Spooky stories I read as a kid

paperback horror stories of my youth
On
November 01, 2010
The swirl of falling leaves and the chill in the air of Autumn always reminds me of ghost stories. Ghost stories were first written down in ancient Greece in Plato's day and people have been getting the shivers from them ever since. As a very small child I remember my dad telling ghost and monster stories to me and my twin brother. He read us some of the classic ghost stories by authors such as Edgar Allen Poe, H.P. Lovecraft, Washington Irving and Charles Dickens.



The classic monsters also were a big part of my growing up and we relished the books that started the gothic tradition of horror tales.



Those stories haunted me for a long time and caused many a sleepless night, but they also started a lifelong passion with reading at a very early age and a fondness of the macabre. Horror stories are a tradition in my family and are always told around campfires, at sleepovers, away at camp, and late at night when the light gets softer and the shadows deeper.



We hunted for scary stories at yard sales, second-hand stores, library sales, and book stores everywhere.



My mother always said no while at the store when we begged for toys, although many of those ended up as Christmas presents later. But when asking for books my mom almost never said no. She would encourage reading at any cost to her pocketbook. She even ordered some horror stories from Avon just for us.



In the school and public libraries we hunted the dark musty shelves for Alfred Hitchcock Stories.



At school there were book order forms passed out in class from Troll, Weekly Reader and Scholastic, not to mention the book mobile.



Most of the year we would get books on sharks or whatever but in October the entire ordering book list was loaded with ghost story paperbacks! We would save up huge mounds of change, beg grandpa and grandma for a buck or two, and gleefully make each and every selection. Of course mom always paid the difference when we came up short. Most kids spent a $1.50 or so but in October my order was always around 20 dollars.





Which-Way books or Choose Your Own Adventure books that had horror themes were favorites.

Spooky series would come out and we would wait each year to see if there was a new Scary Stories To Tell In The Dark, or Tales for the Midnight Hour.



Watermill Classics and Dover Classics had ghost stories in October and still are my favorites.



The king of paperback ghost story authors for children is Daniel Cohen with over 30 creepy titles written. Scholastic printed most of his so they were easy to get on the book order.



Paperback ghost stories seem to have been popular as far back as the early 60's and 70's. I occasionally find older books from long before I was in grade school at used book stores.

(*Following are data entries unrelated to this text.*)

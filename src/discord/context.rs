use anyhow::Result;
use serenity::async_trait;
use serenity::model::application::command::CommandType;
use serenity::model::application::interaction::application_command::ApplicationCommandInteraction;
use serenity::model::application::interaction::InteractionResponseType;
use serenity::model::channel::Message;
use serenity::prelude::Context;
use std::sync::atomic::{AtomicBool, Ordering};

use crate::commands::{InteractionContext, MessageContext};

pub struct SerenityInteraction {
    ctx: Context,
    command: ApplicationCommandInteraction,
    replied: AtomicBool,
}

impl SerenityInteraction {
    pub fn new(ctx: Context, command: ApplicationCommandInteraction) -> Self {
        SerenityInteraction {
            ctx,
            command,
            replied: AtomicBool::new(false),
        }
    }
}

#[async_trait]
impl InteractionContext for SerenityInteraction {
    fn command_name(&self) -> &str {
        &self.command.data.name
    }

    fn is_chat_input(&self) -> bool {
        self.command.data.kind == CommandType::ChatInput
    }

    fn user_id(&self) -> u64 {
        self.command.user.id.0
    }

    fn user_name(&self) -> &str {
        &self.command.user.name
    }

    /// The first reply answers the interaction; later ones are follow-ups.
    async fn reply(&self, content: &str) -> Result<()> {
        if self.replied.swap(true, Ordering::SeqCst) {
            self.command
                .create_followup_message(&self.ctx.http, |message| message.content(content))
                .await?;
        } else {
            self.command
                .create_interaction_response(&self.ctx.http, |response| {
                    response
                        .kind(InteractionResponseType::ChannelMessageWithSource)
                        .interaction_response_data(|message| message.content(content))
                })
                .await?;
        }
        Ok(())
    }
}

pub struct SerenityMessage {
    ctx: Context,
    msg: Message,
}

impl SerenityMessage {
    pub fn new(ctx: Context, msg: Message) -> Self {
        SerenityMessage { ctx, msg }
    }
}

#[async_trait]
impl MessageContext for SerenityMessage {
    fn content(&self) -> &str {
        &self.msg.content
    }

    fn author_id(&self) -> u64 {
        self.msg.author.id.0
    }

    fn author_name(&self) -> &str {
        &self.msg.author.name
    }

    async fn reply(&self, content: &str) -> Result<()> {
        self.msg.reply(&self.ctx, content).await?;
        Ok(())
    }
}
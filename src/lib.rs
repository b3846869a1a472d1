pub mod audit;
pub mod commands;
pub mod config;
pub mod discord;
pub mod dispatcher;
pub mod rewards;
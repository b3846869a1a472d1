//! +points [@user], +leaderboard [count]

use anyhow::{anyhow, Result};
use serenity::async_trait;

use crate::commands::{CommandEnv, MessageContext, TextCommand, TextModule};
use crate::dispatcher::text_arguments;
use crate::rewards::RewardStore;

const LEADERBOARD_SIZE: i64 = 5;
const LEADERBOARD_MAX: i64 = 25;

pub fn points(env: &CommandEnv) -> TextModule {
    TextModule::new(
        "points",
        Points {
            rewards: env.rewards.clone(),
            prefix: env.prefix,
        },
    )
}

pub fn leaderboard(env: &CommandEnv) -> TextModule {
    TextModule::new(
        "leaderboard",
        Leaderboard {
            rewards: env.rewards.clone(),
            prefix: env.prefix,
        },
    )
}

struct Points {
    rewards: RewardStore,
    prefix: char,
}

#[async_trait]
impl TextCommand for Points {
    async fn execute(&self, ctx: &dyn MessageContext) -> Result<()> {
        let target = text_arguments(ctx.content(), self.prefix)
            .map(str::trim)
            .filter(|arg| !arg.is_empty());

        match target {
            Some(arg) => {
                let user_id = parse_user_mention(arg)
                    .ok_or_else(|| anyhow!("'{}' is not a user mention", arg))?;
                let points = self.rewards.points(user_id).await?;
                ctx.reply(&format!("⭐ <@{}> has {} points.", user_id, points))
                    .await
            }
            None => {
                let points = self.rewards.points(ctx.author_id()).await?;
                ctx.reply(&format!("⭐ {}, you have {} points.", ctx.author_name(), points))
                    .await
            }
        }
    }
}

struct Leaderboard {
    rewards: RewardStore,
    prefix: char,
}

#[async_trait]
impl TextCommand for Leaderboard {
    async fn execute(&self, ctx: &dyn MessageContext) -> Result<()> {
        let size = match text_arguments(ctx.content(), self.prefix).map(str::trim) {
            Some(arg) if !arg.is_empty() => arg
                .parse::<i64>()
                .map_err(|_| anyhow!("'{}' is not a number", arg))?
                .clamp(1, LEADERBOARD_MAX),
            _ => LEADERBOARD_SIZE,
        };

        let top = self.rewards.leaderboard(size).await?;
        ctx.reply(&format_leaderboard(&top)).await
    }
}

/// Accepts `<@id>`, `<@!id>` or a bare id.
fn parse_user_mention(arg: &str) -> Option<u64> {
    let id = arg
        .strip_prefix("<@")
        .and_then(|rest| rest.strip_suffix('>'))
        .map(|rest| rest.trim_start_matches('!'))
        .unwrap_or(arg);
    id.parse().ok()
}

fn format_leaderboard(top: &[(u64, i64)]) -> String {
    if top.is_empty() {
        return "Nobody has earned any points yet.".to_string();
    }

    let mut output = String::from("**Leaderboard**\n");
    for (rank, (user_id, points)) in top.iter().enumerate() {
        output.push_str(&format!("{}. <@{}> - {} points\n", rank + 1, user_id, points));
    }
    output
}

#[cfg(test)]
mod tests {
    use super::*;
    use crate::commands::text::test_support::FakeMessage;
    use std::time::Duration;

    #[test]
    fn test_format_empty_leaderboard() {
        assert_eq!(format_leaderboard(&[]), "Nobody has earned any points yet.");
    }

    #[test]
    fn test_format_leaderboard() {
        let output = format_leaderboard(&[(10, 7), (20, 3)]);
        assert!(output.contains("1. <@10> - 7 points"));
        assert!(output.contains("2. <@20> - 3 points"));
    }

    #[test]
    fn test_parse_user_mention() {
        assert_eq!(parse_user_mention("<@123>"), Some(123));
        assert_eq!(parse_user_mention("<@!123>"), Some(123));
        assert_eq!(parse_user_mention("123"), Some(123));
        assert_eq!(parse_user_mention("<#123>"), None);
        assert_eq!(parse_user_mention("someone"), None);
    }

    async fn rewards() -> RewardStore {
        RewardStore::new(":memory:", Duration::from_secs(60), 1)
            .await
            .unwrap()
    }

    #[tokio::test]
    async fn test_points_for_self() {
        let rewards = rewards().await;
        rewards.add_points(99, 4).await.unwrap();

        let msg = FakeMessage::new("+points ", 99);
        Points { rewards, prefix: '+' }.execute(&msg).await.unwrap();
        assert_eq!(msg.replies(), vec!["⭐ tester, you have 4 points."]);
    }

    #[tokio::test]
    async fn test_points_for_mentioned_user() {
        let rewards = rewards().await;
        rewards.add_points(55, 2).await.unwrap();

        let msg = FakeMessage::new("+points <@55>", 99);
        Points { rewards, prefix: '+' }.execute(&msg).await.unwrap();
        assert_eq!(msg.replies(), vec!["⭐ <@55> has 2 points."]);
    }

    #[tokio::test]
    async fn test_leaderboard_with_count() {
        let rewards = rewards().await;
        rewards.add_points(1, 1).await.unwrap();
        rewards.add_points(2, 2).await.unwrap();

        let msg = FakeMessage::new("+leaderboard 1", 99);
        Leaderboard { rewards, prefix: '+' }.execute(&msg).await.unwrap();
        let replies = msg.replies();
        assert!(replies[0].contains("1. <@2> - 2 points"));
        assert!(!replies[0].contains("<@1>"));
    }

    #[tokio::test]
    async fn test_leaderboard_rejects_bad_count() {
        let msg = FakeMessage::new("+leaderboard lots", 99);
        let result = Leaderboard { rewards: rewards().await, prefix: '+' }
            .execute(&msg)
            .await;
        assert!(result.is_err());
    }
}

Many have similar or the same titles so it gets confusing and one must be careful not to get the same book twice or miss out on a different book with the exact same title.



Famous Ghost Stories such as Algernon Blackwood's The Wendigo, The Legend of Sleepy Hollow by Washington Irving, Afterward by Edith Warton, F.Marion Crawford's The Upper Birth, The Moonlit Road by Ambrose pierce, The Signalman and A Christmas Carol by Charles Dickens, and W.W.Jacobs' The Monkey's Paw, have countless versions with different editing or may have even been made into films for T.V. and movies



Many of the spectral tales in these books are edited for children versions of Victorian era ghost stories and can be more than 100 years old. They have been modernized so young readers would understand them. Words and phrases long out of use appear in the original print. To find the original stories you have to look up each individual author or find them in adult fiction anthologies like these



Sadly The Ghost story tradition seems to be dying out even though Halloween is as popular as ever grossing millions in sales of costumes and decorations every year. Few ghost story books are printed these days and when they are they quickly land on the bargain tables at bookstores.

The Goosebumps series seems to be the only relatively new spooky short story books available to young readers. Although many fiction novels for young readers have a horror/ghost theme few are the kind of short ghost stories designed to frighten that I read as a boy, most are funny instead of scary.



The generation before me grew up on Nancy Drew and Hardy Boys mysteries and the current Generation has Harry Potter and Twilight, but my favorite mystery series from childhood was about Johnny Dixon and his friend Professor Childermass. The young boy Johnny and his old grumpy neighbor the Professor would go on adventures and face ghosts, haunted doll houses, mysterious crypts and evil sorcerers and wizards. This excellent series of books were written by the late John Bellairs and the first edition hardbacks which sell for a fortune were illustrated by the famous Edward Gorey.



As my mom would say, "You kids don't stay up too late reading ghost stories or you'll have nightmares!"